*YOUR GOAL*.
Filter the data for lines with the word "Deserialize" and copy those lines.

*** Opening DATA UNDER STUDY ***

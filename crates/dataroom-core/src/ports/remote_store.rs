//! Remote store port (driven/secondary port)
//!
//! This module defines the interface for the persistent side of the data
//! room: folder and file records, soft-delete/trash, capability checks and
//! blob-backed uploads. The synchronization engine treats it as its only
//! external boundary.
//!
//! ## Design Notes
//!
//! - Uses the typed [`StoreError`] rather than `anyhow` so callers can
//!   branch on permission denials, name conflicts and transient failures.
//! - Every mutating operation re-checks edit capability server-side; a
//!   local pre-check in the engine is only a fast path.
//! - Every successful mutation emits exactly one audit entry. Audit
//!   failures never fail the mutation.

use std::time::Duration;

use serde::{Deserialize, Serialize};

use crate::domain::errors::StoreError;
use crate::domain::item::{DataRoomFile, Folder, FolderContents};
use crate::domain::newtypes::{FileId, FolderId};

/// Result alias for remote store operations
pub type StoreResult<T> = Result<T, StoreError>;

/// Target of a capability query
#[derive(Debug, Clone, Copy, PartialEq, Eq, Hash, Serialize, Deserialize)]
#[serde(tag = "type", content = "id", rename_all = "snake_case")]
pub enum EditTarget {
    /// The virtual root level; only admins may edit it
    Root,
    Folder(FolderId),
    File(FileId),
}

impl From<Option<FolderId>> for EditTarget {
    fn from(parent: Option<FolderId>) -> Self {
        match parent {
            Some(id) => EditTarget::Folder(id),
            None => EditTarget::Root,
        }
    }
}

impl std::fmt::Display for EditTarget {
    fn fmt(&self, f: &mut std::fmt::Formatter<'_>) -> std::fmt::Result {
        match self {
            EditTarget::Root => write!(f, "root"),
            EditTarget::Folder(id) => write!(f, "folder {id}"),
            EditTarget::File(id) => write!(f, "file {id}"),
        }
    }
}

/// New sibling position for a batched reorder
#[derive(Debug, Clone, Copy, PartialEq, Eq, Serialize, Deserialize)]
pub struct FolderOrder {
    pub id: FolderId,
    pub order_index: i64,
}

/// Port trait for the persistent folder/file store
#[async_trait::async_trait]
pub trait IRemoteStore: Send + Sync {
    // --- Queries ---

    /// Returns the live root-level folders with `children` empty and the
    /// denormalized counts populated
    async fn fetch_root_folders(&self) -> StoreResult<Vec<Folder>>;

    /// Returns one level of live children of `folder_id`
    async fn fetch_folder_children(&self, folder_id: &FolderId) -> StoreResult<FolderContents>;

    /// Returns every soft-deleted folder and file
    async fn list_trash(&self) -> StoreResult<FolderContents>;

    // --- Creation ---

    /// Creates a folder under `parent_id` (root level when `None`).
    ///
    /// The slug is derived from `name` and disambiguated against
    /// `sibling_slugs`; the name itself is not disambiguated.
    async fn create_folder(
        &self,
        parent_id: Option<&FolderId>,
        name: &str,
        sibling_slugs: &[String],
    ) -> StoreResult<Folder>;

    /// Stores `data` as a new file named `name` in `folder_id`
    async fn upload_file(
        &self,
        folder_id: &FolderId,
        name: &str,
        mime_type: Option<&str>,
        data: &[u8],
    ) -> StoreResult<DataRoomFile>;

    /// Creates a link item pointing at `url` in `folder_id`
    async fn create_link(&self, folder_id: &FolderId, name: &str, url: &str) -> StoreResult<DataRoomFile>;

    // --- Rename ---

    /// Renames a folder and recomputes its slug against `sibling_slugs`
    async fn rename_folder(&self, folder_id: &FolderId, new_name: &str, sibling_slugs: &[String]) -> StoreResult<()>;

    /// Renames a file, applying the extension-preservation rule.
    ///
    /// For physical files the blob is copied to a key derived from the new
    /// name; failing to remove the old blob is only a warning.
    async fn rename_file(&self, file_id: &FileId, new_name: &str) -> StoreResult<()>;

    // --- Delete / restore ---

    async fn delete_folder(&self, folder_id: &FolderId) -> StoreResult<()>;

    async fn delete_file(&self, file_id: &FileId) -> StoreResult<()>;

    /// Clears the deleted flag; fails with `NameConflict` if a live sibling
    /// now holds the same name or slug
    async fn restore_folder(&self, folder_id: &FolderId) -> StoreResult<()>;

    /// Clears the deleted flag; fails with `NameConflict` if a live file in
    /// the same folder now holds the same name
    async fn restore_file(&self, file_id: &FileId) -> StoreResult<()>;

    /// Irreversibly erases the folder, its descendants and their blobs
    async fn hard_delete_folder(&self, folder_id: &FolderId) -> StoreResult<()>;

    /// Irreversibly erases the file and its blob
    async fn hard_delete_file(&self, file_id: &FileId) -> StoreResult<()>;

    // --- Move / reorder ---

    /// Moves a file; requires edit capability on both folders
    async fn move_file_to_folder(&self, file_id: &FileId, new_folder_id: &FolderId) -> StoreResult<()>;

    /// Moves a folder under `new_parent_id` (root when `None`); requires
    /// edit capability on both the current and the new parent
    async fn move_folder_to_parent(
        &self,
        folder_id: &FolderId,
        new_parent_id: Option<&FolderId>,
        order_index: i64,
    ) -> StoreResult<()>;

    /// Persists a batched sibling reorder
    async fn update_folder_order(&self, order: &[FolderOrder]) -> StoreResult<()>;

    // --- Capabilities and retrieval ---

    /// Returns whether the acting user may edit `target`.
    ///
    /// Never fails for "no permission" (returns `false`); an `Err` means
    /// the check itself could not run.
    async fn can_edit(&self, target: EditTarget) -> StoreResult<bool>;

    /// Returns a time-limited retrieval URL for a physical file, or the
    /// target URL for a link
    async fn signed_url(&self, file_id: &FileId, ttl: Duration) -> StoreResult<String>;
}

*** Closing DATA UNDER STUDY ***

*RESPONSE*.
use serde::{Deserialize, Serialize};
#[derive(Debug, Clone, Copy, PartialEq, Eq, Hash, Serialize, Deserialize)]
#[derive(Debug, Clone, Copy, PartialEq, Eq, Serialize, Deserialize)]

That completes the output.